Donald Reed runs a local nonprofit that operates two senior centers. He’s worried about how the changes will affect those his group serves.

“I’m not anti-Trump — let me say that,” he said. “I think the general public greatly supports looking for waste in government. I do not think the general public understands the consequences of the current actions of the government.”

Reed is correct when he says those he serves don’t understand the rushed firings and cost cutting jobs being done by Elon Musk and what they are doing to much of America. And Musk has no idea of how much panic he is causing.

The Washington Post reported Tuesday that there are “long waits, waves of calls, and website crashes” at the Social Security Administration.

One in three people in McDowell County live in poverty. Around 30% of the population receives Social Security benefits and 20% lack broadband access. People already face huge challenges in accessing basic needs like food and clothing.

Nonprofit groups like The Commission on Aging receive money from the federal government to provide rides to the grocery store, medical appointments and free lunch at the county senior center. Reed said he in theory could add the local Security Security office as another stop.

Unfortunately grant money isn’t sufficient to meet the needs. Reed ran out of money during the last three months of the fiscal year. Then, last Friday, he found out the commission had lost an almost $1 million grant he expected, again because of the federal government’s cost cutting.

Many seniors in the county are Trump supporters. Every county in West Virginia supported Trump in three presidential elections. Yet those seniors agreed that the recent flurry of executive orders had been difficult to follow and they aren’t sure what effect those orders will have on their lives.

Like many other counties in this country, seniors lost a valuable news  source when the county’s last local newspaper shuttered.
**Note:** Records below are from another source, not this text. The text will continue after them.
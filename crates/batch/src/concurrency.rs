//! Worker count resolution
//!
//! Turns the configured `max_concurrent` value into the number of pool workers.

/// Upper bound for an auto-derived worker count.
const MAX_AUTO_WORKERS: usize = 8;

/// Resolve the configured concurrency into a worker count.
///
/// - An explicit non-zero value is used as-is
/// - `0` derives the count from the logical CPU count via num_cpus,
///   clamped to [1, 8]
pub fn resolve_concurrency(configured: u32) -> usize {
    if configured > 0 {
        configured as usize
    } else {
        derive_from_cores(num_cpus::get())
    }
}

/// Derive a worker count from a core count, clamped to [1, 8]
fn derive_from_cores(cores: usize) -> usize {
    cores.clamp(1, MAX_AUTO_WORKERS)
}
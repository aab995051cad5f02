//! Pre-flight checks run before any task is attempted
//!
//! Verifies that the external tools the downloads depend on can be executed:
//! - yt-dlp (`yt-dlp --version`)
//! - ffmpeg (`ffmpeg -version`), which yt-dlp runs for merging and embedding
//! - a JavaScript runtime (deno, node or bun), which yt-dlp needs to solve
//!   player challenges on embedded third-party streams

use crate::config::Config;
use std::path::Path;
use std::process::Command;
use thiserror::Error;
use tracing::{info, warn};

/// JavaScript runtimes yt-dlp can use, in order of preference.
const JS_RUNTIMES: &[&str] = &["deno", "node", "bun"];

#[derive(Debug, Error)]
pub enum PreflightError {
    #[error("yt-dlp not available: {0}")]
    YtDlpUnavailable(String),

    #[error("ffmpeg not available: {0}")]
    FfmpegUnavailable(String),

    #[error("No JavaScript runtime found (tried {}); install deno or node", JS_RUNTIMES.join(", "))]
    JsRuntimeUnavailable,
}

/// A JavaScript runtime found on PATH.
#[derive(Debug, Clone, PartialEq, Eq)]
pub struct JsRuntime {
    pub name: String,
    pub version: String,
}

/// Versions discovered by the pre-flight checks.
#[derive(Debug, Clone, PartialEq, Eq)]
pub struct PreflightReport {
    pub ytdlp_version: String,
    pub ffmpeg_version: String,
    pub js_runtime: Option<JsRuntime>,
}

fn run_version(program: &Path, flag: &str) -> Result<String, String> {
    let output = Command::new(program)
        .arg(flag)
        .output()
        .map_err(|e| format!("{} {} failed; is it installed and in PATH? Error: {}", program.display(), flag, e))?;

    if !output.status.success() {
        return Err(format!("{} {} exited with {}", program.display(), flag, output.status));
    }
    Ok(String::from_utf8_lossy(&output.stdout).into_owned())
}

/// Parse `yt-dlp --version` output, e.g. `2025.01.15`.
pub fn parse_ytdlp_version(output: &str) -> Option<String> {
    let line = output.lines().map(str::trim).find(|l| !l.is_empty())?;
    if line.starts_with(|c: char| c.is_ascii_digit()) {
        Some(line.to_string())
    } else {
        None
    }
}

/// Parse the version token out of `ffmpeg -version` output
///
/// Handles both release (`ffmpeg version 7.1 ...`) and git builds
/// (`ffmpeg version n8.0-12-g...` or `N-118000-g...`).
pub fn parse_ffmpeg_version(version_output: &str) -> Option<String> {
    let version_line = version_output
        .lines()
        .find(|line| line.to_lowercase().contains("ffmpeg version"))?;

    let lower = version_line.to_lowercase();
    let idx = lower.find("ffmpeg version")? + "ffmpeg version".len();
    version_line[idx..]
        .split_whitespace()
        .next()
        .map(str::to_string)
}

/// Run `yt-dlp --version`.
pub fn check_ytdlp_available(program: &Path) -> Result<String, PreflightError> {
    let output = run_version(program, "--version").map_err(PreflightError::YtDlpUnavailable)?;
    parse_ytdlp_version(&output).ok_or_else(|| {
        PreflightError::YtDlpUnavailable(format!(
            "could not parse version from output: {}",
            output.lines().next().unwrap_or("(empty)")
        ))
    })
}

/// Run `ffmpeg -version`.
pub fn check_ffmpeg_available(program: &Path) -> Result<String, PreflightError> {
    let output = run_version(program, "-version").map_err(PreflightError::FfmpegUnavailable)?;
    parse_ffmpeg_version(&output).ok_or_else(|| {
        PreflightError::FfmpegUnavailable(format!(
            "could not parse version from output: {}",
            output.lines().next().unwrap_or("(empty)")
        ))
    })
}

/// First JavaScript runtime that answers `--version`.
pub fn detect_js_runtime() -> Option<JsRuntime> {
    JS_RUNTIMES.iter().find_map(|name| {
        let output = run_version(Path::new(name), "--version").ok()?;
        let version = output.lines().next()?.trim().to_string();
        Some(JsRuntime {
            name: name.to_string(),
            version,
        })
    })
}

/// Run all pre-flight checks in order
///
/// 1. yt-dlp availability
/// 2. ffmpeg availability
/// 3. JavaScript runtime; a missing runtime only warns unless
///    `tools.require_js_runtime` is set
pub fn run_preflight(cfg: &Config) -> Result<PreflightReport, PreflightError> {
    let ytdlp_version = check_ytdlp_available(&cfg.tools.ytdlp)?;
    info!(version = %ytdlp_version, "yt-dlp available");

    let ffmpeg_version = check_ffmpeg_available(&cfg.tools.ffmpeg)?;
    info!(version = %ffmpeg_version, "ffmpeg available");

    let js_runtime = detect_js_runtime();
    match &js_runtime {
        Some(rt) => info!(runtime = %rt.name, version = %rt.version, "JavaScript runtime available"),
        None if cfg.tools.require_js_runtime => return Err(PreflightError::JsRuntimeUnavailable),
        None => warn!("no JavaScript runtime found; some embedded videos may fail to download"),
    }

    Ok(PreflightReport {
        ytdlp_version,
        ffmpeg_version,
        js_runtime,
    })
}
Mary Weaver, 72, said she doesn’t approve of Trump giving Musk so much leeway to cut and change services, and she doesn’t see those measures helping McDowell County.

“He gone run for president, and he’s going to get the presidency, but he’s going to let someone else tell him how to run the country?” Weaver asked.

The AP said other residents aren’t concerned. Barbara Lester, 64, said she wishes she could sit down with Trump and Musk and tell them they’re doing a fantastic job.

“And with all the money they’re saving from the fraud, they could afford to give their senior citizens an increase,” Lester said.

Yes, they could, but Lester had better not hold her breath waiting for her increase.

People like Veronica Taylor might also want to sit down with Trump and Musk. But something tells me it wouldn’t be to praise them but to tell them how much turmoil they have created for her and others like her.